Mire, Rulfo, usted me ve así como un joven funcionario de una embajada, pero quisiera escribir y no sé en qué lengua hacerlo, porque yo como jujeño, sumando además la lengua de mis niñeras indígenas, pero la mía no es la lengua literaria de mi país. Y entonces yo no sé si tengo que abandonar esta lengua para escribir en aquella lengua que privilegia el centro”. Y Rulfo le respondió:  “Escriba para su gente. No trate de ser ecuménico. Solo el Papa es ecuménico y habla mal en todos los idiomas”.  

Tizón evidencia otra preocupación, la contradicción entre la lengua aprendida en la biblioteca dónde leía los libros de su padre, el castellano de Calderón de Quevedo, de Lope y la lengua de su gente los indígenas,  cómo él mismo recuerda “el dulce habla de las criadas”. Osvaldo Aguirre[5] interpreta esta dualidad abogando al concepto de frontera, “las fronteras separan y en el mismo acto ponen en contacto” mostrando cómo esos territorios enfrentados se confunden y se reconocen al mismo tiempo. Para Lorenzano es asumir esa doble pertenencia, esa doble raíz.

Expatriado de su tierra, de su lengua en su éxodo hacia otras ciudades, apelará al sincretismo para resolver estas cuestiones. En este trabajo hemos denominado estos procesos como des-territorialización/re-territorialización, concebida como un “proceso genérico en una relación dicotómica y no intrinsicamente vinculada a su contraparte, la re-territorialización, vinculado a las disociaciones entre espacio y tiempo, espacio y sociedad, material e inmaterial, fijación y movilidad” (Haesbaert, 2011:28). [6]

 

 

[1] Tizón, H.; Príncipi, A.; Castro, B. (2002). Morder la manzana para conocer su sabor: Conversaciones con Héctor Tizón. Orbis Tertius, 8 (9), 67-77. En Memoria Académica. Disponible en: http://www.memoria.fahce.unlp.edu.ar/art_revistas/pr.3050/pr.3050.pdf

[2] Giglio, María Esther. Mateando con el diablo y los muertos (Entrevista). Crisis n° 21, 1975: 40-47.

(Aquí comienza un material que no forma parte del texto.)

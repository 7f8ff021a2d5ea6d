//! PostgreSQL implementation of the deferred queue and fleet registry
//!
//! - Exactly-once claims with `FOR UPDATE SKIP LOCKED` plus `DELETE ... RETURNING`
//! - Priority ordering by task kind
//! - Transactional worker retirement

use async_trait::async_trait;
use chrono::{DateTime, Utc};
use sqlx::{PgPool, Row};
use tracing::{debug, error, info, instrument};
use uuid::Uuid;

use super::store::*;

/// PostgreSQL implementation of [`DeferredQueue`] and [`FleetRegistry`]
///
/// Expects the `deferred` and `executing` tables from the workspace migrations.
///
/// # Example
///
/// ```ignore
/// use repocrawl_durable::{KindPriority, PostgresDurableStore};
/// use sqlx::PgPool;
///
/// let pool = PgPool::connect("postgres://localhost/crawl").await?;
/// let store = PostgresDurableStore::new(pool, KindPriority::new(["urgent", "normal"]));
/// ```
#[derive(Clone)]
pub struct PostgresDurableStore {
    pool: PgPool,
    priority: KindPriority,
}

impl PostgresDurableStore {
    /// Create a new store over the given connection pool
    pub fn new(pool: PgPool, priority: KindPriority) -> Self {
        Self { pool, priority }
    }

    /// Get a reference to the connection pool
    pub fn pool(&self) -> &PgPool {
        &self.pool
    }
}

fn db_err(e: sqlx::Error) -> StoreError {
    StoreError::Database(e.to_string())
}

fn count_to_u64(count: i64) -> u64 {
    u64::try_from(count).unwrap_or(0)
}

#[async_trait]
impl DeferredQueue for PostgresDurableStore {
    #[instrument(skip(self, task), fields(id = %task.id, kind = %task.kind))]
    async fn enqueue(&self, task: DeferredTask) -> Result<(), StoreError> {
        sqlx::query(
            r#"
            INSERT INTO deferred (id, kind, payload, deferred_at)
            VALUES ($1, $2, $3, NOW())
            ON CONFLICT (id) DO UPDATE SET kind = EXCLUDED.kind, payload = EXCLUDED.payload
            "#,
        )
        .bind(task.id)
        .bind(&task.kind)
        .bind(&task.payload)
        .execute(&self.pool)
        .await
        .map_err(db_err)?;

        debug!("task deferred");
        Ok(())
    }

    #[instrument(skip(self, tasks), fields(count = tasks.len()))]
    async fn enqueue_batch(&self, tasks: Vec<DeferredTask>) -> Result<(), StoreError> {
        if tasks.is_empty() {
            return Ok(());
        }

        let mut tx = self.pool.begin().await.map_err(db_err)?;

        for task in &tasks {
            sqlx::query(
                r#"
                INSERT INTO deferred (id, kind, payload, deferred_at)
                VALUES ($1, $2, $3, NOW())
                ON CONFLICT (id) DO UPDATE SET kind = EXCLUDED.kind, payload = EXCLUDED.payload
                "#,
            )
            .bind(task.id)
            .bind(&task.kind)
            .bind(&task.payload)
            .execute(&mut *tx)
            .await
            .map_err(db_err)?;
        }

        tx.commit().await.map_err(db_err)?;

        debug!("task batch deferred");
        Ok(())
    }

    #[instrument(skip(self))]
    async fn dequeue_up_to(&self, max: usize) -> Result<Vec<DeferredTask>, StoreError> {
        if max == 0 {
            return Ok(Vec::new());
        }

        let mut tx = self.pool.begin().await.map_err(db_err)?;

        // Unknown kinds get a NULL position and sort after every listed kind
        let rows = sqlx::query(
            r#"
            SELECT id, kind, payload
            FROM deferred
            ORDER BY array_position($1::text[], kind) ASC NULLS LAST, deferred_at ASC, id ASC
            LIMIT $2
            FOR UPDATE SKIP LOCKED
            "#,
        )
        .bind(self.priority.kinds())
        .bind(i64::try_from(max).unwrap_or(i64::MAX))
        .fetch_all(&mut *tx)
        .await
        .map_err(db_err)?;

        if rows.is_empty() {
            tx.commit().await.map_err(db_err)?;
            return Ok(Vec::new());
        }

        let selected: Vec<DeferredTask> = rows
            .iter()
            .map(|row| DeferredTask {
                id: row.get("id"),
                kind: row.get("kind"),
                payload: row.get("payload"),
            })
            .collect();
        let ids: Vec<Uuid> = selected.iter().map(|t| t.id).collect();

        let deleted: Vec<Uuid> = sqlx::query_scalar(
            r#"
            DELETE FROM deferred
            WHERE id = ANY($1)
            RETURNING id
            "#,
        )
        .bind(&ids)
        .fetch_all(&mut *tx)
        .await
        .map_err(db_err)?;

        tx.commit().await.map_err(|e| {
            error!(error = %e, "dequeue commit failed, claim rolled back");
            db_err(e)
        })?;

        let claimed: Vec<DeferredTask> = selected
            .into_iter()
            .filter(|t| deleted.contains(&t.id))
            .collect();

        debug!(asked = max, got = claimed.len(), "tasks dequeued");
        Ok(claimed)
    }

    async fn backlog(&self) -> Result<u64, StoreError> {
        let count: i64 = sqlx::query_scalar("SELECT COUNT(*) FROM deferred")
            .fetch_one(&self.pool)
            .await
            .map_err(db_err)?;
        Ok(count_to_u64(count))
    }
}

#[async_trait]
impl FleetRegistry for PostgresDurableStore {
    #[instrument(skip(self))]
    async fn register_worker(&self, worker_id: &str) -> Result<(), StoreError> {
        sqlx::query(
            r#"
            INSERT INTO executing (id, registered_at)
            VALUES ($1, NOW())
            ON CONFLICT (id) DO NOTHING
            "#,
        )
        .bind(worker_id)
        .execute(&self.pool)
        .await
        .map_err(db_err)?;
        Ok(())
    }

    #[instrument(skip(self))]
    async fn deregister_worker(&self, worker_id: &str) -> Result<(), StoreError> {
        sqlx::query("DELETE FROM executing WHERE id = $1")
            .bind(worker_id)
            .execute(&self.pool)
            .await
            .map_err(db_err)?;
        Ok(())
    }

    async fn fleet_size(&self) -> Result<u64, StoreError> {
        let count: i64 = sqlx::query_scalar("SELECT COUNT(*) FROM executing")
            .fetch_one(&self.pool)
            .await
            .map_err(db_err)?;
        Ok(count_to_u64(count))
    }

    async fn list_workers(&self) -> Result<Vec<WorkerRegistration>, StoreError> {
        let rows = sqlx::query("SELECT id, registered_at FROM executing ORDER BY registered_at, id")
            .fetch_all(&self.pool)
            .await
            .map_err(db_err)?;

        Ok(rows
            .iter()
            .map(|row| WorkerRegistration {
                worker_id: row.get("id"),
                registered_at: row.get::<DateTime<Utc>, _>("registered_at"),
            })
            .collect())
    }

    #[instrument(skip(self, planner))]
    async fn retire_worker(
        &self,
        worker_id: &str,
        planner: &dyn LaunchPlanner,
    ) -> Result<RetireOutcome, FleetError> {
        // Dropping `tx` on any early return rolls the whole retirement back
        let mut tx = self.pool.begin().await.map_err(db_err)?;

        let backlog: i64 = sqlx::query_scalar("SELECT COUNT(*) FROM deferred")
            .fetch_one(&mut *tx)
            .await
            .map_err(db_err)?;
        let fleet_size: i64 = sqlx::query_scalar("SELECT COUNT(*) FROM executing")
            .fetch_one(&mut *tx)
            .await
            .map_err(db_err)?;

        sqlx::query("DELETE FROM executing WHERE id = $1")
            .bind(worker_id)
            .execute(&mut *tx)
            .await
            .map_err(db_err)?;

        let snapshot = FleetSnapshot {
            backlog: count_to_u64(backlog),
            fleet_size: count_to_u64(fleet_size),
        };
        let count = planner.plan(snapshot);

        let mut launched = Vec::with_capacity(count as usize);
        for _ in 0..count {
            let successor = Uuid::now_v7().to_string();
            sqlx::query("INSERT INTO executing (id, registered_at) VALUES ($1, NOW())")
                .bind(&successor)
                .execute(&mut *tx)
                .await
                .map_err(db_err)?;
            planner.launch(&successor).await?;
            launched.push(successor);
        }

        tx.commit().await.map_err(db_err)?;

        info!(
            backlog = snapshot.backlog,
            fleet_size = snapshot.fleet_size,
            launched = launched.len(),
            "worker retired"
        );

        Ok(RetireOutcome { snapshot, launched })
    }
}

[3] Lorenzano,  Sandra. Escrituras  de  sobrevivencia.  Narrativa  argentina  y  dic-Tadura. México: Universidad Autónoma Metropolitana, 2001.

[4] Cristina Girardo “Conversando con Sandra Lorenzano”, En Revista (En)tropí@.  2023, 1- N. 1-2-3

[5] Eduardo Aguirre. Las palabras y las sombras. Radar Libros. Página 12, 20 de Agosto 2006.

[6] Para los fines de esta nota usado como desterritorialización/re-territorialización literaria, con recursos como la memoria para la recreación en otro espacio y tiempo.